In terms of renewable energy options, Burley said, “Wind should be a word we never use. It’s off the table. We’re peaked out on solar. Hydro, I’m all for it. We should use whatever streams we can find and generate power, so long as it’s invisible to tourists.”

KIUC offers solar rebates, he said. “But for some reason, most people don’t want to change their habits,” he said.

He said he believes smart meters are safe based on his 40 years of experience with electromagnetic fields. “When I heard about smart meter technology in 2009, I said, ‘Wow, I want that.’”

On board vacancies, Burley said, “We have a policy in place that says if there’s less than a year left in that three-year term, the vacancy will be filled at the next election. If it’s more than a year, I would like to see the Nominating Committee replace them.”

Steve Rapozo

Rapozo said he sees the board’s mission as creating member-controlled renewable energy, and that the board should be tasked with making decisions on what projects to pursue rather than members.

“Our rates have been tracking the highest in the state,” Rapozo said.

In terms of smart meters, Rapozo said, “An opt out is being offered right now … The meters we are using are benign, low-power, one-watt.”

In terms of vacancies, Rapozo said he likes the policy that is in place. “It’s pretty good,” he said. “You can move a board member into that spot (thereby extending their term).”

Joel Guy

Guy said he believes the mission of the co-op is to provide renewable energy while pushing rates down, and “serve the land, not have the land serve us.” To become a stronger board, he advocates going out into the community, listening and learning.

“How much cost can members absorb?” Guy asked. “Biomass provides power and jobs. So that’s a great project,” he said.

On smart meters, Guy said, “I want to applaud the efforts of people who have tried to get to the bottom of this. There are issues we have to be addressing. There should be an ‘opt out,’ and there should have been a pilot program.”

Guy said he believes the board candidate with the next highest number of votes should fill a board vacancy, and that open committees invite better decisions.

Joanne Georgi

“Nuclear is the most cost-effective way to produce renewable energy,” Georgi said, “but because of what happened in Fukushima, it’s not going to happen right now. It’s about time we have board members who are looking at all solutions … Unfortunately, the current board is not making decisions everyone wants.”

Georgi said the co-op is wasteful with members’ money, citing KIUC calendars and the co-op’s Currents magazines as wasteful spending.

“There are lawsuits going on and people are supposedly getting sick,” Georgi said about smart meters. “I don’t want anybody tapping my information. We need to hold off and see what happens with the lawsuits in California.”

She believes vacancies should be filled with the candidate with the next most votes in the last election, and that committee meetings should be open to avoid “a rubber stamp sort of process.”

Ken Stokes

“We have three spheres: cost, ecology and social,” Stokes said.

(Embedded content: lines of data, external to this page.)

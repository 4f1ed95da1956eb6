//! Shape, dtype and device assertions shared by operator entry points.
//!
//! Each helper returns [`OpError`] with the operand name embedded so callers
//! can propagate with `?` and still tell the user which argument was wrong.

use candle_core::{DType, Tensor};

use crate::error::{OpError, Result};

/// Returns the dims of `tensor` after checking its rank.
pub fn expect_rank<'a>(tensor: &'a Tensor, rank: usize, name: &str) -> Result<&'a [usize]> {
    let dims = tensor.dims();
    if dims.len() == rank {
        Ok(dims)
    } else {
        Err(OpError::shape(format!(
            "{name} must have rank {rank}, got shape {dims:?}"
        )))
    }
}

/// Ensures a tensor matches the expected dimensions exactly.
pub fn expect_shape(tensor: &Tensor, expected: &[usize], name: &str) -> Result<()> {
    let actual = tensor.dims();
    if actual == expected {
        Ok(())
    } else {
        Err(OpError::shape(format!(
            "{name}: expected shape {expected:?}, got {actual:?}"
        )))
    }
}

/// Checks the tensor dtype is one of the allowed values.
pub fn expect_dtype_in(tensor: &Tensor, allowed: &[DType], name: &str) -> Result<()> {
    let dtype = tensor.dtype();
    if allowed.contains(&dtype) {
        Ok(())
    } else {
        Err(OpError::dtype(format!(
            "{name}: expected dtype in {allowed:?}, got {dtype:?}"
        )))
    }
}

/// Integer dtypes accepted for index-like operands (positions, block tables).
pub fn expect_index_dtype(tensor: &Tensor, name: &str) -> Result<()> {
    expect_dtype_in(tensor, &[DType::U8, DType::U32, DType::I64], name)
}

pub fn expect_same_device(tensors: &[(&Tensor, &str)]) -> Result<()> {
    let Some(((first, first_name), rest)) = tensors.split_first() else {
        return Ok(());
    };
    for (tensor, name) in rest {
        if !first.device().same_device(tensor.device()) {
            return Err(OpError::shape(format!(
                "{name} must reside on the same device as {first_name}"
            )));
        }
    }
    Ok(())
}

/// Checks that `dims[axis]` equals `expected`.
pub fn expect_dim(dims: &[usize], axis: usize, expected: usize, name: &str) -> Result<()> {
    match dims.get(axis) {
        Some(&actual) if actual == expected => Ok(()),
        Some(&actual) => Err(OpError::shape(format!(
            "{name}: dim {axis} must be {expected}, got {actual} (shape {dims:?})"
        ))),
        None => Err(OpError::shape(format!(
            "{name}: missing dim {axis} (shape {dims:?})"
        ))),
    }
}

#[cfg(test)]
mod tests {
    use super::*;
    use candle_core::Device;

    #[test]
    fn rank_and_dim_checks_name_the_operand() {
        let t = Tensor::zeros((2, 3, 4), DType::F32, &Device::Cpu).unwrap();
        assert_eq!(expect_rank(&t, 3, "x").unwrap(), &[2, 3, 4]);
        let err = expect_rank(&t, 4, "query").unwrap_err().to_string();
        assert!(err.contains("query"), "{err}");
        assert!(expect_dim(t.dims(), 1, 3, "x").is_ok());
        assert!(expect_dim(t.dims(), 5, 3, "x").is_err());
    }

    #[test]
    fn dtype_checks_reject_unlisted_types() {
        let t = Tensor::zeros(4, DType::F16, &Device::Cpu).unwrap();
        assert!(expect_dtype_in(&t, &[DType::F16, DType::BF16], "x").is_ok());
        assert!(expect_index_dtype(&t, "positions").is_err());
    }
}
//! Per-head partitioned softmax reduction.

use crate::kv_cache::CacheLayout;

/// Softmax statistics of one partition of one head.
#[derive(Debug, Clone, PartialEq)]
pub struct PartitionStats {
    pub max_logit: f32,
    pub exp_sum: f32,
    /// `Σ exp(l - max) · v / exp_sum`, `head_size` wide.
    pub out: Vec<f32>,
}

impl PartitionStats {
    pub fn empty(head_size: usize) -> Self {
        Self {
            max_logit: f32::NEG_INFINITY,
            exp_sum: 0.0,
            out: vec![0.0; head_size],
        }
    }
}

/// Dequantized caches plus the geometry needed to address them.
pub(crate) struct CacheView<'a> {
    pub layout: CacheLayout,
    pub keys: &'a [f32],
    pub values: &'a [f32],
}

/// One (sequence, head) problem.
pub(crate) struct HeadTask<'a> {
    pub query: &'a [f32],
    pub kv_head: usize,
    /// Physical blocks of the sequence, in logical order.
    pub blocks: &'a [usize],
    pub context_len: usize,
    pub scale: f32,
    pub alibi_slope: Option<f32>,
}

impl HeadTask<'_> {
    fn logit(&self, cache: &CacheView<'_>, token: usize) -> f32 {
        let bs = cache.layout.block_size;
        let block = self.blocks[token / bs];
        let offset = token % bs;
        let dot: f32 = self
            .query
            .iter()
            .enumerate()
            .map(|(d, &q)| q * cache.keys[cache.layout.key_index(block, self.kv_head, offset, d)])
            .sum();
        let bias = self
            .alibi_slope
            .map_or(0.0, |slope| slope * (token as f32 - self.context_len as f32 + 1.0));
        self.scale * dot + bias
    }

    /// Reduces context tokens `[start, end)`.
    pub fn partition(&self, cache: &CacheView<'_>, start: usize, end: usize) -> PartitionStats {
        let head_size = cache.layout.head_size;
        let end = end.min(self.context_len);
        if start >= end {
            return PartitionStats::empty(head_size);
        }
        let logits: Vec<f32> = (start..end).map(|t| self.logit(cache, t)).collect();
        let max_logit = logits.iter().copied().fold(f32::NEG_INFINITY, f32::max);
        let mut exp_sum = 0.0f32;
        let mut out = vec![0.0f32; head_size];
        let bs = cache.layout.block_size;
        for (token, &l) in (start..end).zip(&logits) {
            let weight = (l - max_logit).exp();
            exp_sum += weight;
            let block = self.blocks[token / bs];
            let offset = token % bs;
            for (d, acc) in out.iter_mut().enumerate() {
                *acc += weight * cache.values[cache.layout.value_index(block, self.kv_head, offset, d)];
            }
        }
        let inv = 1.0 / exp_sum;
        out.iter_mut().for_each(|v| *v *= inv);
        PartitionStats {
            max_logit,
            exp_sum,
            out,
        }
    }
}

/// Merges partitions by rescaling each with `exp(max_p - max)`.
pub fn combine_partitions(parts: &[PartitionStats], head_size: usize) -> Vec<f32> {
    let global_max = parts.iter().map(|p| p.max_logit).fold(f32::NEG_INFINITY, f32::max);
    let mut out = vec![0.0f32; head_size];
    if global_max == f32::NEG_INFINITY {
        return out;
    }
    let mut total = 0.0f32;
    for part in parts.iter().filter(|p| p.exp_sum > 0.0) {
        let weight = part.exp_sum * (part.max_logit - global_max).exp();
        total += weight;
        for (acc, &v) in out.iter_mut().zip(&part.out) {
            *acc += weight * v;
        }
    }
    let inv = 1.0 / total;
    out.iter_mut().for_each(|v| *v *= inv);
    out
}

“The only green energy so far has been on the tops of homes and businesses. We need to do everything we can to shave off demand, because it means less generation capacity we have to replace,” he said. “There’s an Efficiency and Consultancy Report they’ve been sitting on that tells how we can cut 20 percent.”

Regarding smart meters, Stokes said, “We Kauaians don’t like anything rammed down our throats. What we need is the smart grid.”

On filling board vacancies, Stokes said, “I like the next most votes in the last election idea because that would have put me on the board.”

On open committee meetings, he said, “You may not know what’s going on in that committee, but I’ll take your mana‘o in with me.”

The last of the five candidate forums begins at 7:30 a.m. Thursday in Room 106 of the Office of Continuing Education and Training at Kaua‘i Community College. The forum will be hosted by the Kaua‘i Chamber of Commerce and Lihu‘e Business Association.

KIUC will mail member ballots on March 5. The deadline for members to cast their votes is March 24.